[Opening Supplied data section]

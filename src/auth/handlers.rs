use axum::{
    extract::{FromRef, State},
    routing::post,
    Json, Router,
};
use tracing::{info, instrument};

use crate::{
    auth::{
        dto::{LoginRequest, LoginResponse, PublicUser, RegisterRequest},
        jwt::JwtKeys,
        services,
    },
    error::AppError,
    state::AppState,
};

pub fn auth_routes() -> Router<AppState> {
    Router::new()
        .route("/auth/register", post(register))
        .route("/auth/login", post(login))
}

#[instrument(skip(state, payload))]
pub async fn register(
    State(state): State<AppState>,
    Json(payload): Json<RegisterRequest>,
) -> Result<Json<PublicUser>, AppError> {
    let user = services::register(state.users.as_ref(), &payload.email, &payload.password).await?;
    info!(user_id = %user.id, email = %user.email, "user registered");
    Ok(Json(PublicUser::from(user)))
}

#[instrument(skip(state, payload))]
pub async fn login(
    State(state): State<AppState>,
    Json(payload): Json<LoginRequest>,
) -> Result<Json<LoginResponse>, AppError> {
    let keys = JwtKeys::from_ref(&state);
    let token =
        services::login(state.users.as_ref(), &keys, &payload.email, &payload.password).await?;
    info!(email = %payload.email, "user logged in");
    Ok(Json(LoginResponse { token }))
}
use argon2::{
    password_hash::{self, PasswordHash, PasswordHasher, PasswordVerifier, SaltString},
    Argon2,
};
use rand::rngs::OsRng;
use tracing::error;

/// Salted Argon2 hash in PHC string form.
pub fn hash_password(plain: &str) -> Result<String, password_hash::Error> {
    let salt = SaltString::generate(&mut OsRng);
    Argon2::default()
        .hash_password(plain.as_bytes(), &salt)
        .map(|h| h.to_string())
        .map_err(|e| {
            error!(error = %e, "argon2 hash_password error");
            e
        })
}

/// `Ok(false)` on a mismatch; `Err` only when the stored hash cannot be parsed.
pub fn verify_password(plain: &str, hash: &str) -> Result<bool, password_hash::Error> {
    let parsed = PasswordHash::new(hash).map_err(|e| {
        error!(error = %e, "argon2 parse hash error");
        e
    })?;
    match Argon2::default().verify_password(plain.as_bytes(), &parsed) {
        Ok(()) => Ok(true),
        Err(password_hash::Error::Password) => Ok(false),
        Err(e) => Err(e),
    }
}

/// Runs `hash_password` on the blocking pool.
pub async fn hash_password_blocking(plain: String) -> anyhow::Result<String> {
    tokio::task::spawn_blocking(move || hash_password(&plain))
        .await?
        .map_err(|e| anyhow::anyhow!(e.to_string()))
}

/// Runs `verify_password` on the blocking pool.
pub async fn verify_password_blocking(plain: String, hash: String) -> anyhow::Result<bool> {
    tokio::task::spawn_blocking(move || verify_password(&plain, &hash))
        .await?
        .map_err(|e| anyhow::anyhow!(e.to_string()))
}
use anyhow::Context;
use serde::Deserialize;

/// Upper bound for `JWT_TTL_MINUTES` (ten years).
pub const MAX_TTL_MINUTES: i64 = 60 * 24 * 366 * 10;

#[derive(Debug, Clone, Deserialize)]
pub struct JwtConfig {
    pub secret: String,
    pub issuer: String,
    /// `None` issues tokens without an `exp` claim.
    pub ttl_minutes: Option<i64>,
}

#[derive(Debug, Clone, Deserialize)]
pub struct AppConfig {
    pub database_url: String,
    pub db_max_connections: u32,
    pub host: String,
    pub port: u16,
    pub jwt: JwtConfig,
}

impl AppConfig {
    pub fn from_env() -> anyhow::Result<Self> {
        let database_url = std::env::var("DATABASE_URL").context("DATABASE_URL is not set")?;
        let jwt = JwtConfig {
            secret: std::env::var("JWT_SECRET").context("JWT_SECRET is not set")?,
            issuer: std::env::var("JWT_ISSUER").unwrap_or_else(|_| "moviedeck".into()),
            ttl_minutes: parse_ttl_minutes(std::env::var("JWT_TTL_MINUTES").ok().as_deref())?,
        };
        let port = std::env::var("APP_PORT")
            .or_else(|_| std::env::var("PORT"))
            .unwrap_or_else(|_| "3000".into())
            .parse::<u16>()
            .context("APP_PORT/PORT must be a port number")?;

        Ok(Self {
            database_url,
            db_max_connections: std::env::var("DB_MAX_CONNECTIONS")
                .ok()
                .and_then(|v| v.parse::<u32>().ok())
                .unwrap_or(10),
            host: std::env::var("APP_HOST").unwrap_or_else(|_| "0.0.0.0".into()),
            port,
            jwt,
        })
    }
}

/// Unset or empty means non-expiring tokens.
fn parse_ttl_minutes(raw: Option<&str>) -> anyhow::Result<Option<i64>> {
    let Some(raw) = raw.map(str::trim).filter(|v| !v.is_empty()) else {
        return Ok(None);
    };
    let minutes = raw
        .parse::<i64>()
        .context("JWT_TTL_MINUTES must be a whole number of minutes")?;
    anyhow::ensure!(
        (1..=MAX_TTL_MINUTES).contains(&minutes),
        "JWT_TTL_MINUTES must be between 1 and {MAX_TTL_MINUTES}"
    );
    Ok(Some(minutes))
}
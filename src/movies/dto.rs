use serde::Serialize;

use super::repo_types::MovieAttributes;

/// Keys owned by the store; ignored when a client sends them.
const RESERVED_KEYS: [&str; 2] = ["id", "createdAt"];

pub fn without_reserved(mut attrs: MovieAttributes) -> MovieAttributes {
    for key in RESERVED_KEYS {
        attrs.remove(key);
    }
    attrs
}

#[derive(Debug, Serialize)]
pub struct MessageResponse {
    pub message: &'static str,
}
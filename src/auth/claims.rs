use serde::{Deserialize, Serialize};
use uuid::Uuid;

/// JWT payload identifying the caller.
#[derive(Debug, Clone, Serialize, Deserialize, PartialEq, Eq)]
pub struct Claims {
    pub id: Uuid,      // user ID
    pub email: String, // user email
    pub iat: usize,    // issued at (unix timestamp)
    pub iss: String,   // issuer
    #[serde(default, skip_serializing_if = "Option::is_none")]
    pub exp: Option<usize>, // only present when a token TTL is configured
}
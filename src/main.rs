mod engine;
mod models;
mod types;

use std::time::Instant;

use anyhow::Result;
use tracing::info;
use tracing::level_filters::LevelFilter;
use tracing_subscriber::layer::SubscriberExt;
use tracing_subscriber::util::SubscriberInitExt;
use tracing_subscriber::{Layer, fmt};

use crate::engine::SweepEngine;

fn main() -> Result<()> {
    let args: Vec<String> = std::env::args().collect();

    match args.get(1).map(String::as_str) {
        None | Some("--help") | Some("-h") => {
            print_usage();
            return Ok(());
        }
        _ => {}
    }

    let stem = &args[1];
    let log_level = args
        .get(2)
        .map(|s| parse_log_level(s))
        .unwrap_or(LevelFilter::ERROR);

    setup_logging(log_level);

    let engine = SweepEngine::new();

    let timer = Instant::now();
    let report = engine.run(stem)?;
    let duration = timer.elapsed();

    info!("Swept {stem}.csv in: {duration:?}");

    println!(
        "Wrote {} ({} rows) and {} ({} rows)",
        report.cleaned_path.display(),
        report.kept_rows,
        report.discarded_path.display(),
        report.discarded_rows
    );

    Ok(())
}

fn print_usage() {
    println!("Usage: contra-sweep [filename] [log_level:optional]");
    println!("Reads [filename].csv (given without the .csv extension), moves mutually");
    println!("offsetting transaction pairs out, and writes [filename]-cleaned.csv and");
    println!("[filename]-discarded.csv with running debit/credit/balance columns.");
    println!("Available log levels: error, warn, info, debug, trace (default: error)");
}

fn parse_log_level(level: &str) -> LevelFilter {
    match level.to_lowercase().as_str() {
        "trace" => LevelFilter::TRACE,
        "debug" => LevelFilter::DEBUG,
        "info" => LevelFilter::INFO,
        "warn" => LevelFilter::WARN,
        "error" => LevelFilter::ERROR,
        _ => {
            eprintln!("Invalid log level '{}', defaulting to 'error'", level);
            LevelFilter::ERROR
        }
    }
}

fn setup_logging(level: LevelFilter) {
    // Confirmation output goes to stdout, so logging stays on stderr.
    let terminal_log = fmt::layer()
        .with_target(false)
        .with_writer(std::io::stderr)
        .with_filter(level);

    tracing_subscriber::registry().with(terminal_log).init();
}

[Closing Supplied data section]

Copy, please, every line from the start of the entries down to the line that holds "Router::new()", with both of those lines included and no others.

Response box
filename src/auth/handlers.rs
use axum::{
    extract::{FromRef, State},
    routing::post,
    Json, Router,
};
use tracing::{info, instrument};

use crate::{
    auth::{
        dto::{LoginRequest, LoginResponse, PublicUser, RegisterRequest},
        jwt::JwtKeys,
        services,
    },
    error::AppError,
    state::AppState,
};

pub fn auth_routes() -> Router<AppState> {
    Router::new()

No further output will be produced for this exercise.